Orbital characteristics
- Epoch 4 September 2017 (JD 2458000.5)
- Uncertainty parameter 0
- Observation arc: 75.44 yr (27,554 days)
- Aphelion: 3.5921 AU
- Perihelion: 1.9703 AU
- Semi-major axis: 2.7812 AU
- Eccentricity: 0.2916
- Orbital period (sidereal): 4.64 yr (1,694 days)
- Mean anomaly: 141.65°
- Mean motion: 0° 12^{m} 45^{s} / day
- Inclination: 16.705°
- Longitude of ascending node: 218.46°
- Argument of perihelion: 139.42°

Physical characteristics
- Dimensions: 17.88±0.27 km 18.953±0.258 km 19.60 km (derived) 19.62±0.8 km 19.84±0.29 km
- Synodic rotation period: 5.16±0.05 h 5.1607±0.0006 h 5.3 h
- Geometric albedo: 0.037±0.007 0.042±0.006 0.0425±0.0058 0.0460 (derived) 0.0504±0.005 0.051±0.002
- Spectral type: SMASS = Cg · C
- Absolute magnitude (H): 12.4 · 12.5 · 12.76±0.23 · 12.93

= 1695 Walbeck =

Carbonaceous main-belt asteroid

1695 Walbeck, provisional designation , is a carbonaceous asteroid from the central region of the asteroid belt, approximately 19 kilometers in diameter. It was discovered on 15 October 1941, by Finnish astronomer Liisi Oterma at Turku Observatory in Southwest Finland, and named after Henrik Walbeck.

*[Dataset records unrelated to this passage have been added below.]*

// SPDX-License-Identifier: AGPL-3.0-or-later
// Copyright (C) 2026 Vallés Puig, Ramon

//! Civil (UTC) instants counted in POSIX seconds.
//!
//! A [`Posix`] value keeps the calendar fields it was built from next to the
//! derived POSIX second count.  Second `60` is admitted so that an inserted
//! leap second can be *named*; its POSIX count is the same as second `0` of
//! the following minute, exactly as POSIX time behaves.

use chrono::{DateTime, Utc};

use crate::error::{TimeError, TimeResult};
use crate::julian::{civil_from_truncated_julian_day, posix_seconds_at_midnight, SECONDS_PER_DAY};

#[cfg(feature = "serde")]
use serde::{Deserialize, Deserializer, Serialize};

/// A UTC instant: calendar fields plus seconds since 1970-01-01T00:00:00Z.
///
/// Deserialization validates the calendar fields and recomputes `seconds`
/// from them; a serialized `seconds` value is ignored.
#[derive(Debug, Copy, Clone, PartialEq, Eq, Hash)]
#[cfg_attr(feature = "serde", derive(Serialize))]
pub struct Posix {
    year: i32,
    month: u8,
    day: u8,
    hour: u8,
    minute: u8,
    second: u8,
    nanos: u32,
    seconds: i64,
}

const fn fields_in_range(month: u8, day: u8, hour: u8, minute: u8, second: u8) -> bool {
    month >= 1 && month <= 12 && day >= 1 && day <= 31 && hour < 24 && minute < 60 && second <= 60
}

impl Posix {
    /// Build from calendar fields.
    ///
    /// # Panics
    ///
    /// If a field is outside its range (`1..=12`, `1..=31`, `0..24`, `0..60`,
    /// `0..=60`) or `nanos >= 1_000_000_000`.
    pub fn from_calendar(
        year: i32,
        month: u8,
        day: u8,
        hour: u8,
        minute: u8,
        second: u8,
        nanos: u32,
    ) -> Self {
        assert!(
            fields_in_range(month, day, hour, minute, second),
            "calendar field out of range: {year:04}-{month:02}-{day:02} {hour:02}:{minute:02}:{second:02}"
        );
        assert!(nanos < 1_000_000_000, "nanos out of range: {nanos}");
        Self::build(year, month, day, hour, minute, second, nanos)
    }

    /// Midnight UTC of the given date.
    pub fn midnight(year: i32, month: u8, day: u8) -> Self {
        Self::from_calendar(year, month, day, 0, 0, 0, 0)
    }

    /// Fallible counterpart of [`Posix::from_calendar`].
    pub fn try_from_calendar(
        year: i32,
        month: u8,
        day: u8,
        hour: u8,
        minute: u8,
        second: u8,
        nanos: u32,
    ) -> TimeResult<Self> {
        if !fields_in_range(month, day, hour, minute, second) {
            return Err(TimeError::InvalidCalendar {
                year,
                month,
                day,
                hour,
                minute,
                second,
            });
        }
        if nanos >= 1_000_000_000 {
            return Err(TimeError::out_of_range("nanosecond", nanos));
        }
        Ok(Self::build(year, month, day, hour, minute, second, nanos))
    }

    fn build(year: i32, month: u8, day: u8, hour: u8, minute: u8, second: u8, nanos: u32) -> Self {
        let seconds = posix_seconds_at_midnight(year, month, day)
            + i64::from(hour) * 3_600
            + i64::from(minute) * 60
            + i64::from(second);
        Self {
            year,
            month,
            day,
            hour,
            minute,
            second,
            nanos,
            seconds,
        }
    }

    /// Earliest second count accepted by [`Posix::from_seconds`]: 4712 BC,
    /// start of the Julian Period on the proleptic Gregorian calendar.
    pub const MIN_SECONDS: i64 = posix_seconds_at_midnight(-4712, 1, 1);

    /// Latest second count accepted by [`Posix::from_seconds`]: the last
    /// second of year `i32::MAX`.
    pub const MAX_SECONDS: i64 = posix_seconds_at_midnight(i32::MAX, 12, 31) + SECONDS_PER_DAY - 1;

    /// Build from a POSIX second count. The derived second field is never 60.
    ///
    /// # Panics
    ///
    /// If `nanos >= 1_000_000_000`, or `seconds` lies outside
    /// [`MIN_SECONDS`](Self::MIN_SECONDS)`..=`[`MAX_SECONDS`](Self::MAX_SECONDS)
    /// where the year no longer fits an `i32`.
    pub fn from_seconds(seconds: i64, nanos: u32) -> Self {
        assert!(nanos < 1_000_000_000, "nanos out of range: {nanos}");
        assert!(
            (Self::MIN_SECONDS..=Self::MAX_SECONDS).contains(&seconds),
            "POSIX seconds out of calendar range: {seconds}"
        );
        let days = seconds.div_euclid(SECONDS_PER_DAY);
        let in_day = seconds.rem_euclid(SECONDS_PER_DAY);
        let (year, month, day) = civil_from_truncated_julian_day(days + crate::julian::POSIX_TJD);
        Self {
            year,
            month,
            day,
            hour: (in_day / 3_600) as u8,
            minute: (in_day % 3_600 / 60) as u8,
            second: (in_day % 60) as u8,
            nanos,
            seconds,
        }
    }

    /// The current wall-clock instant.
    pub fn now() -> Self {
        Self::from_datetime(&Utc::now())
    }

    /// Build from a `chrono::DateTime<Utc>`.
    ///
    /// chrono encodes a leap second as `nanos >= 1e9`; that is mapped onto
    /// second 60 of the same minute.
    pub fn from_datetime(datetime: &DateTime<Utc>) -> Self {
        let subsec = datetime.timestamp_subsec_nanos();
        if subsec >= 1_000_000_000 {
            let base = Self::from_seconds(datetime.timestamp(), 0);
            return Self::from_calendar(
                base.year,
                base.month,
                base.day,
                base.hour,
                base.minute,
                60,
                subsec - 1_000_000_000,
            );
        }
        Self::from_seconds(datetime.timestamp(), subsec)
    }

    /// Convert to a `chrono::DateTime<Utc>`.
    ///
    /// Returns `None` outside chrono's representable range.
    pub fn to_datetime(&self) -> Option<DateTime<Utc>> {
        DateTime::<Utc>::from_timestamp(self.seconds, self.nanos)
    }

    /// Seconds since the POSIX epoch.
    #[inline]
    pub const fn seconds(&self) -> i64 {
        self.seconds
    }

    #[inline]
    pub const fn year(&self) -> i32 {
        self.year
    }

    #[inline]
    pub const fn month(&self) -> u8 {
        self.month
    }

    #[inline]
    pub const fn day(&self) -> u8 {
        self.day
    }

    #[inline]
    pub const fn hour(&self) -> u8 {
        self.hour
    }

    #[inline]
    pub const fn minute(&self) -> u8 {
        self.minute
    }

    /// Second of the minute, `60` for a named leap second.
    #[inline]
    pub const fn second(&self) -> u8 {
        self.second
    }

    #[inline]
    pub const fn nanos(&self) -> u32 {
        self.nanos
    }
}

impl std::fmt::Display for Posix {
    fn fmt(&self, f: &mut std::fmt::Formatter<'_>) -> std::fmt::Result {
        write!(
            f,
            "{:04}-{:02}-{:02}T{:02}:{:02}:{:02}.{:09}Z",
            self.year, self.month, self.day, self.hour, self.minute, self.second, self.nanos
        )
    }
}

#[cfg(feature = "serde")]
impl<'de> Deserialize<'de> for Posix {
    fn deserialize<D>(deserializer: D) -> Result<Self, D::Error>
    where
        D: Deserializer<'de>,
    {
        #[derive(Deserialize)]
        struct Repr {
            year: i32,
            month: u8,
            day: u8,
            hour: u8,
            minute: u8,
            second: u8,
            nanos: u32,
        }

        let r = Repr::deserialize(deserializer)?;
        Posix::try_from_calendar(r.year, r.month, r.day, r.hour, r.minute, r.second, r.nanos)
            .map_err(serde::de::Error::custom)
    }
}

impl From<DateTime<Utc>> for Posix {
    fn from(datetime: DateTime<Utc>) -> Self {
        Self::from_datetime(&datetime)
    }
}

#[cfg(test)]
mod tests {
    use super::*;
    use chrono::TimeZone;

    #[test]
    fn epoch_is_zero() {
        assert_eq!(Posix::midnight(1970, 1, 1).seconds(), 0);
    }

    #[test]
    fn calendar_fields_roundtrip_through_seconds() {
        let p = Posix::from_calendar(2012, 6, 30, 23, 59, 59, 250);
        let back = Posix::from_seconds(p.seconds(), p.nanos());
        assert_eq!(back, p);
        assert_eq!(back.to_string(), "2012-06-30T23:59:59.000000250Z");
    }

    #[test]
    fn leap_second_field_is_kept() {
        let leap = Posix::from_calendar(2016, 12, 31, 23, 59, 60, 0);
        assert_eq!(leap.second(), 60);
        // Same POSIX count as the first second of the next day.
        assert_eq!(leap.seconds(), Posix::midnight(2017, 1, 1).seconds());
        assert_eq!(leap.seconds(), 1_483_228_800);
    }

    #[test]
    fn negative_seconds_before_epoch() {
        let p = Posix::from_seconds(-1, 0);
        assert_eq!(
            (p.year(), p.month(), p.day(), p.hour(), p.minute(), p.second()),
            (1969, 12, 31, 23, 59, 59)
        );
    }

    #[test]
    fn calendar_range_ends() {
        let first = Posix::from_seconds(Posix::MIN_SECONDS, 0);
        assert_eq!((first.year(), first.month(), first.day()), (-4712, 1, 1));
        let last = Posix::from_seconds(Posix::MAX_SECONDS, 0);
        assert_eq!(
            (last.year(), last.month(), last.day(), last.hour(), last.minute(), last.second()),
            (i32::MAX, 12, 31, 23, 59, 59)
        );
    }

    #[test]
    #[should_panic(expected = "out of calendar range")]
    fn seconds_past_year_i32_max_panic() {
        let _ = Posix::from_seconds(Posix::MAX_SECONDS + 1, 0);
    }

    #[test]
    fn matches_chrono() {
        let dt = Utc.with_ymd_and_hms(2024, 2, 29, 12, 34, 56).unwrap();
        let p = Posix::from_datetime(&dt);
        assert_eq!(p.seconds(), dt.timestamp());
        assert_eq!(p.to_datetime(), Some(dt));
        assert_eq!(Posix::from_calendar(2024, 2, 29, 12, 34, 56, 0), p);
    }

    #[test]
    fn try_from_calendar_rejects_bad_fields() {
        assert!(matches!(
            Posix::try_from_calendar(2020, 13, 1, 0, 0, 0, 0),
            Err(TimeError::InvalidCalendar { month: 13, .. })
        ));
        assert!(Posix::try_from_calendar(2020, 1, 1, 24, 0, 0, 0).is_err());
        assert!(Posix::try_from_calendar(2020, 1, 1, 0, 0, 61, 0).is_err());
        assert!(Posix::try_from_calendar(2020, 1, 1, 0, 0, 60, 0).is_ok());
    }

    #[cfg(feature = "serde")]
    #[test]
    fn serde_recomputes_seconds() {
        let p = Posix::from_calendar(2016, 12, 31, 23, 59, 60, 7);
        let json = serde_json::to_string(&p).unwrap();
        assert_eq!(serde_json::from_str::<Posix>(&json).unwrap(), p);

        let forged = r#"{"year":2016,"month":12,"day":31,"hour":0,"minute":0,"second":0,"nanos":0,"seconds":5}"#;
        let back: Posix = serde_json::from_str(forged).unwrap();
        assert_eq!(back.seconds(), Posix::midnight(2016, 12, 31).seconds());
    }

    #[cfg(feature = "serde")]
    #[test]
    fn serde_rejects_out_of_range_fields() {
        let bad = r#"{"year":2016,"month":13,"day":40,"hour":99,"minute":0,"second":0,"nanos":0,"seconds":5}"#;
        assert!(serde_json::from_str::<Posix>(bad).is_err());
        let bad_nanos = r#"{"year":2016,"month":1,"day":1,"hour":0,"minute":0,"second":0,"nanos":1000000000}"#;
        assert!(serde_json::from_str::<Posix>(bad_nanos).is_err());
    }

    #[test]
    #[should_panic(expected = "calendar field out of range")]
    fn from_calendar_panics_on_bad_month() {
        let _ = Posix::from_calendar(2020, 0, 1, 0, 0, 0, 0);
    }
}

== Classification and orbit ==

The asteroid orbits the Sun in the central main-belt at a distance of 2.0–3.6 AU once every 4 years and 8 months (1,694 days). Its orbit has an eccentricity of 0.29 and an inclination of 17° with respect to the ecliptic. Walbecks observation arc begins the night after its official discovery observation.

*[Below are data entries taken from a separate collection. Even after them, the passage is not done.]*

use std::env;

use leaptick::{
    AnchoredClock, GpsInstant, GpsWeek, LeapSecondTable, LeapTableConfig, Posix, TaiInstant,
    TickSource,
};

fn main() -> Result<(), leaptick::TimeError> {
    let path = env::args()
        .nth(1)
        .unwrap_or_else(|| "/usr/share/zoneinfo/leapseconds".to_string());
    let table = LeapSecondTable::from_file(&path, &LeapTableConfig::default())?;

    let now = Posix::now();
    let tai = TaiInstant::from_posix(&now, &table);
    let gps: GpsInstant = tai.to();

    println!("UTC: {now}");
    println!("TAI − UTC: {} s", table.offset_at(&now));
    println!("TAI: {tai}");
    println!(
        "GPS: cycle {} week {} second {}",
        gps.cycle(),
        gps.week(),
        gps.seconds_of_week()
    );
    println!("Tick60: {}", gps.to_tick60()?);
    if let Some(week) = GpsWeek::containing(gps.to_tick60()?) {
        println!("{week}");
    }
    if table.is_stale(now.seconds()) {
        println!(
            "ledger ends {} s ago",
            -table.seconds_until_final_leap(now.seconds())
        );
    }

    let clock = AnchoredClock::new();
    println!("next ticks: {} {}", clock.next_tick(), clock.next_tick());
    Ok(())
}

== Physical characteristics ==

In the SMASS taxonomy, the carbonaceous asteroid is characterized as a Cg-type, an intermediate between the C-type and G-type asteroids.

=== Lightcurves ===

In November 2006, a rotational lightcurve of Walbeck was obtained from photometric observations by French amateur astronomer Pierre Antonini. It gave a rotation period of 5.1607 hours with a brightness variation of 0.22 magnitude (U=3). Two similar periods were obtained by David Romeuf and by a team of Hungarian astronomers (U=2/2).

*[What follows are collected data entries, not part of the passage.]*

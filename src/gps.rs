// SPDX-License-Identifier: AGPL-3.0-or-later
// Copyright (C) 2026 Vallés Puig, Ramon

//! GPS week numbering.
//!
//! Broadcast GPS time is expressed as a 10-bit week number (rolling over every
//! 1024 weeks, a *cycle*) plus seconds of the week.  This module adds that
//! decomposition to [`Time<GPS>`] and provides [`GpsWeek`], a whole week
//! expressed as a range of Tick60 values.

use crate::error::{TimeError, TimeResult};
use crate::period::Interval;
use crate::scales::GPS;
use crate::tick60::Tick60Instant;
use crate::Time;

#[cfg(feature = "serde")]
use serde::{Deserialize, Serialize};

/// Seconds in one GPS week.
pub const SECONDS_PER_WEEK: i64 = 604_800;

/// Weeks in one GPS cycle (10-bit broadcast week number).
pub const WEEKS_PER_CYCLE: i64 = 1024;

// ── Time<GPS>-specific methods ────────────────────────────────────────────

impl Time<GPS> {
    /// Build from cycle, week within the cycle, seconds of the week and nanos.
    ///
    /// # Panics
    ///
    /// If `week >= 1024`, `seconds_of_week >= 604 800` or
    /// `nanos >= 1_000_000_000`.
    pub fn from_components(cycle: u32, week: u16, seconds_of_week: u32, nanos: u32) -> Self {
        assert!(i64::from(week) < WEEKS_PER_CYCLE, "GPS week out of range: {week}");
        assert!(
            i64::from(seconds_of_week) < SECONDS_PER_WEEK,
            "GPS seconds of week out of range: {seconds_of_week}"
        );
        let weeks = i64::from(cycle) * WEEKS_PER_CYCLE + i64::from(week);
        Self::from_seconds(weeks * SECONDS_PER_WEEK + i64::from(seconds_of_week), nanos)
    }

    /// Weeks since the GPS epoch, unbounded.
    #[inline]
    pub const fn absolute_week(&self) -> i64 {
        self.seconds().div_euclid(SECONDS_PER_WEEK)
    }

    /// Number of completed 1024-week rollovers.
    #[inline]
    pub const fn cycle(&self) -> i64 {
        self.absolute_week().div_euclid(WEEKS_PER_CYCLE)
    }

    /// Week within the current cycle, `0..1024`.
    #[inline]
    pub const fn week(&self) -> u16 {
        self.absolute_week().rem_euclid(WEEKS_PER_CYCLE) as u16
    }

    /// Seconds since the start of the week, `0..604 800`.
    #[inline]
    pub const fn seconds_of_week(&self) -> u32 {
        self.seconds().rem_euclid(SECONDS_PER_WEEK) as u32
    }
}

// ── GpsWeek ───────────────────────────────────────────────────────────────

/// One GPS week as the half-open Tick60 range `[begin, end)`.
///
/// Ordered by week number.  Serialized as the bare week number.
#[derive(Debug, Clone, Copy, PartialEq, Eq, Hash)]
#[cfg_attr(feature = "serde", derive(Serialize, Deserialize))]
#[cfg_attr(feature = "serde", serde(try_from = "u32", into = "u32"))]
pub struct GpsWeek {
    week: u32,
    span: Interval<Tick60Instant>,
}

impl GpsWeek {
    /// # Panics
    ///
    /// If the week's end lies beyond [`Tick60Instant::MAX`].
    pub fn new(week: u32) -> Self {
        match Self::try_new(week) {
            Ok(w) => w,
            Err(_) => panic!("GPS week {week} is outside the Tick60 range"),
        }
    }

    /// Fallible counterpart of [`GpsWeek::new`].
    pub fn try_new(week: u32) -> TimeResult<Self> {
        let start_of = |w: i64| Time::<GPS>::from_seconds(w * SECONDS_PER_WEEK, 0).to_tick60();
        let begin = start_of(i64::from(week))?;
        let end = start_of(i64::from(week) + 1)?;
        Ok(Self {
            week,
            span: Interval::new(begin, end),
        })
    }

    /// The week holding `tick`, or `None` before the GPS epoch.
    pub fn containing(tick: Tick60Instant) -> Option<Self> {
        let week = u32::try_from(tick.to_gps().absolute_week()).ok()?;
        Self::try_new(week).ok()
    }

    /// Weeks since the GPS epoch.
    #[inline]
    pub const fn number(&self) -> u32 {
        self.week
    }

    /// First tick of the week.
    #[inline]
    pub const fn begin(&self) -> Tick60Instant {
        self.span.start
    }

    /// First tick of the following week.
    #[inline]
    pub const fn end(&self) -> Tick60Instant {
        self.span.end
    }

    #[inline]
    pub const fn span(&self) -> Interval<Tick60Instant> {
        self.span
    }

    /// `true` iff `begin <= tick < end`.
    #[inline]
    pub fn contains(&self, tick: Tick60Instant) -> bool {
        self.span.contains(&tick)
    }

    /// The following week, or `None` past the Tick60 range.
    pub fn next(&self) -> Option<Self> {
        Self::try_new(self.week.checked_add(1)?).ok()
    }

    /// The preceding week, or `None` for week 0.
    pub fn previous(&self) -> Option<Self> {
        Self::try_new(self.week.checked_sub(1)?).ok()
    }
}

impl PartialOrd for GpsWeek {
    fn partial_cmp(&self, other: &Self) -> Option<std::cmp::Ordering> {
        Some(self.cmp(other))
    }
}

impl Ord for GpsWeek {
    fn cmp(&self, other: &Self) -> std::cmp::Ordering {
        self.week.cmp(&other.week)
    }
}

impl std::fmt::Display for GpsWeek {
    fn fmt(&self, f: &mut std::fmt::Formatter<'_>) -> std::fmt::Result {
        write!(f, "GPS week {} [{}, {})", self.week, self.span.start, self.span.end)
    }
}

impl From<GpsWeek> for u32 {
    #[inline]
    fn from(week: GpsWeek) -> Self {
        week.week
    }
}

impl TryFrom<u32> for GpsWeek {
    type Error = TimeError;

    #[inline]
    fn try_from(week: u32) -> Result<Self, Self::Error> {
        Self::try_new(week)
    }
}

=== Diameter and albedo ===

According to the surveys carried out by the Infrared Astronomical Satellite IRAS, the Japanese Akari satellite, and NASA's Wide-field Infrared Survey Explorer with its subsequent NEOWISE mission, Walbeck measures between 17.88 and 19.62 kilometers in diameter and its surface has an albedo between 0.037 and 0.051. The Collaborative Asteroid Lightcurve Link derives an albedo of 0.046 and a diameter of 19.60 kilometers based on an absolute magnitude of 12.5.

== Naming ==

The minor planet was named in memory of Finnish scientist Henrik Johan Walbeck (1793–1822), astronomer and geodesist at the old Academia Aboensis who used the method of least squares to derive a good value for the Earth's flattening. The official naming citation was published by the Minor Planet Center on 1 April 1980 (M.P.C. 5281).